5 ways insurers can use AI to build industry resilience

By Ralitsa Nenkova, Global Insurance Leader, Consult Partner and Vice President at Kyndryl

The insurance game has always been about risk. But today’s insurers face unprecedented pressures from all sides, including the most frequent and severe natural catastrophes in recent memory, ever-tightening domestic and global regulations and persistent and increasingly sophisticated fraud threats. All of this is happening just as many in the industry work to modernize their legacy IT systems to stay ahead of the pack.

Industry pressures continue to force change as they reshape resiliency requirements and underscore the need for innovation driven by AI. Today’s insurance industry ambition is to transform operational fundamentals rather than pursue incremental improvements to traditional ways of doing business.

The insurance industry is no stranger to innovation. Many insurers have already incorporated sophisticated AI models into their pricing strategies and use telematics to personalize auto insurance premiums. Meanwhile, new products emerging to manage climate-driven volatility. The current scale of change demands greater agility, efficiency and resilience that agentic AI at scale can help deliver.

Why agentic AI matters

Agentic AI advances AI functionality from automating pre-planned workflows to autonomously determining and executing workflows. That’s the shift from “automation” to “autonomous” workflows. By incorporating contextual knowledge into operational workflows, autonomous systems support human decision-making while continuing to learn. For insurers, these capabilities help enable frontline and back-office functions that operate with greater accuracy and speed. In addition to strengthening operational consistency and continuity, agentic AI can help insurers gain visibility across their risk portfolios, automate regulatory reporting and infuse predictive intelligence into detecting threats.
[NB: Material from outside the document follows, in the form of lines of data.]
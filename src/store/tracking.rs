//! Tracking table: which articles are monitored and at what tier.

use crate::error::{Error, Result};
use crate::models::Tier;
use sqlx::SqliteConnection;
use std::collections::BTreeSet;

/// Current tier of `url`, or `None` when it is not tracked.
pub async fn get(conn: &mut SqliteConnection, url: &str) -> Result<Option<Tier>> {
    let tier: Option<i64> = sqlx::query_scalar("SELECT tier FROM tracking WHERE url = ?")
        .bind(url)
        .fetch_optional(&mut *conn)
        .await?;
    tier.map(Tier::try_from).transpose()
}

/// Start tracking `url`. Fails with [`Error::AlreadyTracked`] if it is present.
pub async fn insert(conn: &mut SqliteConnection, url: &str, tier: Tier) -> Result<()> {
    let result = sqlx::query("INSERT INTO tracking (url, tier) VALUES (?, ?)")
        .bind(url)
        .bind(i64::from(tier))
        .execute(&mut *conn)
        .await;

    match result {
        Ok(_) => Ok(()),
        Err(sqlx::Error::Database(db)) if db.is_unique_violation() => {
            Err(Error::AlreadyTracked(url.to_string()))
        }
        Err(e) => Err(e.into()),
    }
}

pub async fn set_tier(conn: &mut SqliteConnection, url: &str, tier: Tier) -> Result<()> {
    let updated = sqlx::query("UPDATE tracking SET tier = ? WHERE url = ?")
        .bind(i64::from(tier))
        .bind(url)
        .execute(&mut *conn)
        .await?
        .rows_affected();

    if updated == 0 {
        return Err(Error::NotTracked(url.to_string()));
    }
    Ok(())
}

pub async fn list_by_tier(conn: &mut SqliteConnection, tier: Tier) -> Result<BTreeSet<String>> {
    let urls: Vec<String> = sqlx::query_scalar("SELECT url FROM tracking WHERE tier = ?")
        .bind(i64::from(tier))
        .fetch_all(&mut *conn)
        .await?;
    Ok(urls.into_iter().collect())
}

pub async fn list_all(conn: &mut SqliteConnection) -> Result<BTreeSet<String>> {
    let urls: Vec<String> = sqlx::query_scalar("SELECT url FROM tracking")
        .fetch_all(&mut *conn)
        .await?;
    Ok(urls.into_iter().collect())
}

#[cfg(test)]
mod tests {
    use super::*;
    use crate::store::Store;

    #[tokio::test]
    async fn test_insert_then_get() {
        let store = Store::open_in_memory().await.unwrap();
        let mut conn = store.acquire().await.unwrap();

        assert_eq!(get(&mut conn, "https://a").await.unwrap(), None);
        insert(&mut conn, "https://a", Tier::FRESH).await.unwrap();
        assert_eq!(get(&mut conn, "https://a").await.unwrap(), Some(Tier::FRESH));
    }

    #[tokio::test]
    async fn test_insert_twice_fails() {
        let store = Store::open_in_memory().await.unwrap();
        let mut conn = store.acquire().await.unwrap();

        insert(&mut conn, "https://a", Tier::FRESH).await.unwrap();
        let err = insert(&mut conn, "https://a", Tier::FRESH).await.unwrap_err();
        assert!(matches!(err, Error::AlreadyTracked(url) if url == "https://a"));
    }

    #[tokio::test]
    async fn test_set_tier_unknown_url() {
        let store = Store::open_in_memory().await.unwrap();
        let mut conn = store.acquire().await.unwrap();

        let err = set_tier(&mut conn, "https://nope", Tier::FROZEN).await.unwrap_err();
        assert!(matches!(err, Error::NotTracked(_)));
    }

    #[tokio::test]
    async fn test_list_by_tier() {
        let store = Store::open_in_memory().await.unwrap();
        let mut conn = store.acquire().await.unwrap();
        let tier2 = Tier::new(2).unwrap();

        insert(&mut conn, "https://a", Tier::FRESH).await.unwrap();
        insert(&mut conn, "https://b", Tier::FRESH).await.unwrap();
        insert(&mut conn, "https://c", Tier::FRESH).await.unwrap();
        set_tier(&mut conn, "https://b", tier2).await.unwrap();

        let fresh = list_by_tier(&mut conn, Tier::FRESH).await.unwrap();
        assert_eq!(fresh.into_iter().collect::<Vec<_>>(), vec!["https://a", "https://c"]);
        let second = list_by_tier(&mut conn, tier2).await.unwrap();
        assert!(second.contains("https://b"));
        assert_eq!(list_all(&mut conn).await.unwrap().len(), 3);
    }
}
Five strategic approaches to becoming an AI-enabled insurer

Start with the end in mind

Insurers must begin by defining a clear roadmap to incorporating AI into their business operations. It’s not about deploying a specific tool — it’s about targeting outcomes: faster product innovation, superior customer experiences, deeper insights or improved capital efficiency. Once those outcomes are defined, organizations can map a pathway and begin proving value in increments as they collaborate early with governance and security partners.
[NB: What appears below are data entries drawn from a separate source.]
//! Weekly summary of what the monitor has collected.

use crate::alerts::AlertSink;
use crate::config::WeeklyReportConfig;
use crate::error::Result;
use crate::store::{Store, StoreTotals};
use crate::utils::thousands;
use chrono::{DateTime, Datelike, Days, NaiveTime, Utc, Weekday};
use tracing::{debug, info};

/// A fixed weekly slot, e.g. Saturday at 10:00 UTC.
#[derive(Debug, Clone, Copy, PartialEq, Eq)]
pub struct ReportSchedule {
    pub weekday: Weekday,
    pub at: NaiveTime,
}

impl ReportSchedule {
    pub fn new(weekday: Weekday, at: NaiveTime) -> Self {
        Self { weekday, at }
    }

    /// The latest slot at or before `now`.
    pub fn last_occurrence(&self, now: DateTime<Utc>) -> DateTime<Utc> {
        let today = now.date_naive();
        let days_back = (today.weekday().num_days_from_monday() + 7
            - self.weekday.num_days_from_monday())
            % 7;
        let day = today - Days::new(days_back as u64);
        let slot = day.and_time(self.at).and_utc();
        if slot > now { slot - Days::new(7) } else { slot }
    }

    /// Whether a slot has passed since the report was last sent.
    pub fn is_due(&self, now: DateTime<Utc>, last_sent: DateTime<Utc>) -> bool {
        self.last_occurrence(now) > last_sent
    }
}

pub fn weekly_report_message(totals: &StoreTotals) -> String {
    format!(
        "<b>*** Weekly Report ***</b>\n\
         Total unique articles: <b>{}</b>\n\
         Total article snapshots: <b>{}</b>\n\
         Total article fetches: <b>{}</b>",
        thousands(totals.resources),
        thousands(totals.snapshots),
        thousands(totals.fetches)
    )
}

/// Gathers the totals and sends the report through `alerts`.
pub async fn send_weekly_report<A: AlertSink>(store: &Store, alerts: &A) -> Result<StoreTotals> {
    let totals = store.totals().await?;
    alerts.notify(&weekly_report_message(&totals)).await;
    info!(
        resources = totals.resources,
        snapshots = totals.snapshots,
        fetches = totals.fetches,
        "Weekly report sent"
    );
    Ok(totals)
}

/// Tracks when the weekly report last went out.
#[derive(Debug, Clone)]
pub struct WeeklyReporter {
    schedule: Option<ReportSchedule>,
    last_sent: DateTime<Utc>,
}

impl WeeklyReporter {
    /// Slots before `started_at` are never reported, so a restart does not
    /// resend the previous report.
    pub fn new(config: &WeeklyReportConfig, started_at: DateTime<Utc>) -> Self {
        let schedule = config
            .enabled
            .then(|| ReportSchedule::new(config.weekday, config.time));
        Self {
            schedule,
            last_sent: started_at,
        }
    }

    /// Send the report if a slot has passed. Returns whether it was sent.
    pub async fn run_pending<A: AlertSink>(
        &mut self,
        store: &Store,
        alerts: &A,
        now: DateTime<Utc>,
    ) -> Result<bool> {
        let Some(schedule) = self.schedule else {
            return Ok(false);
        };
        if !schedule.is_due(now, self.last_sent) {
            debug!(next_after = %self.last_sent, "Weekly report not due");
            return Ok(false);
        }
        send_weekly_report(store, alerts).await?;
        self.last_sent = now;
        Ok(true)
    }
}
Treat transformation as business-as-usual

Gone are the days of multi-year transformation projects. Insurers today need quick iterative value demonstrations. Early use cases should simplify complex processes — not so small as to be inconsequential and not so large that they stall progress. Rapid workshops, co-creation with partners and value measurement in days or weeks help build momentum, credibility and organizational confidence.

Modernize technology with AI — not in spite of it

Legacy systems remain one of the greatest barriers to resilience. Rather than replacing them wholesale, insurers can use agentic AI to modernize incrementally: reading older codebases, generating APIs, building orchestration and observability layers and enabling data to be accessed where it lives. This approach leapfrogs traditional modernization and reduces cost, time and risk — while strengthening resilience across IT estates.
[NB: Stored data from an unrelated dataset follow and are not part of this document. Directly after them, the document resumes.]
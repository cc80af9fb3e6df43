//! Table creation. Every statement is idempotent and runs on each startup.

use crate::error::Result;
use sqlx::SqlitePool;

pub(super) async fn create_tables(pool: &SqlitePool) -> Result<()> {
    create_tracking_table(pool).await?;
    create_snapshot_table(pool).await?;
    create_fetch_table(pool).await?;
    Ok(())
}

async fn create_tracking_table(pool: &SqlitePool) -> Result<()> {
    sqlx::query(
        r#"
        CREATE TABLE IF NOT EXISTS tracking (
            url TEXT PRIMARY KEY,
            tier INTEGER NOT NULL CHECK (tier BETWEEN 0 AND 6)
        )
        "#,
    )
    .execute(pool)
    .await?;

    sqlx::query("CREATE INDEX IF NOT EXISTS idx_tracking_tier ON tracking(tier)")
        .execute(pool)
        .await?;
    Ok(())
}

async fn create_snapshot_table(pool: &SqlitePool) -> Result<()> {
    sqlx::query(
        r#"
        CREATE TABLE IF NOT EXISTS snapshot (
            id INTEGER PRIMARY KEY AUTOINCREMENT,
            url TEXT NOT NULL REFERENCES tracking(url),
            fetched_at TEXT NOT NULL,
            raw_content TEXT,
            headline TEXT,
            body TEXT,
            byline TEXT,
            timestamp_text TEXT,
            has_parse_errors INTEGER NOT NULL DEFAULT 0
        )
        "#,
    )
    .execute(pool)
    .await?;

    sqlx::query("CREATE INDEX IF NOT EXISTS idx_snapshot_url ON snapshot(url, id)")
        .execute(pool)
        .await?;
    Ok(())
}

async fn create_fetch_table(pool: &SqlitePool) -> Result<()> {
    sqlx::query(
        r#"
        CREATE TABLE IF NOT EXISTS fetch (
            id INTEGER PRIMARY KEY AUTOINCREMENT,
            url TEXT NOT NULL REFERENCES tracking(url),
            tier_at_attempt INTEGER NOT NULL CHECK (tier_at_attempt BETWEEN 0 AND 6),
            attempted_at TEXT NOT NULL,
            outcome TEXT NOT NULL,
            changed INTEGER NOT NULL DEFAULT 0,
            snapshot_id INTEGER REFERENCES snapshot(id)
        )
        "#,
    )
    .execute(pool)
    .await?;

    sqlx::query("CREATE INDEX IF NOT EXISTS idx_fetch_url ON fetch(url, id)")
        .execute(pool)
        .await?;
    Ok(())
}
Build guardrails to maintain transformational resilience

As AI adoption accelerates, regulatory, compliance and security frameworks must evolve. Insurers should shift from detailed rule-making to designing secure guardrails that enable safe experimentation and enterprise-wide scaling. With quantum-era cyber risks on the horizon, robust resilience planning is essential. Data integrity must be protected not only from breaches, but also from subtle interference that could influence agent behavior and business outcomes.

Forge a culture of AI fluency

Culture influences resilience as much as technology. As roles transform, employees need training, reassurance and hands-on experience with AI tools. Leaders must model this fluency by becoming more technically engaged and detail oriented. Research shows that adaptability as a cultural value increases the likelihood of positive returns on AI investments and underscores the need for leaders who can guide teams through both technical and behavioral change.

Looking ahead

Deployed strategically and skillfully, AI may be able to deliver profound improvements across an insurer’s actuarial functions, underwriting, ESG reporting and operational resilience. Imagine using agentic AI to reduce actuarial timelines and manual rework — thereby allowing actuaries to focus more fully on strategic risk management. Or how about using embedded AI agents to streamline Scope 3 emissions reporting while reducing manual effort and improving data quality? The promise is there!

AI-driven operational enhancements can reinforce broader resilience across the enterprise. Organizations that move quickly will become the industry pacesetters. By embedding AI into their core operations, forward-thinking insurers will develop more innovative products and deliver them faster. These insurers will also provide personalized customer experiences at scale as they operate with enhanced visibility across their risk portfolios. These companies will become the new vanguard of an industry with a deep history of innovation as they anticipate and adapt to an exciting and transformative era.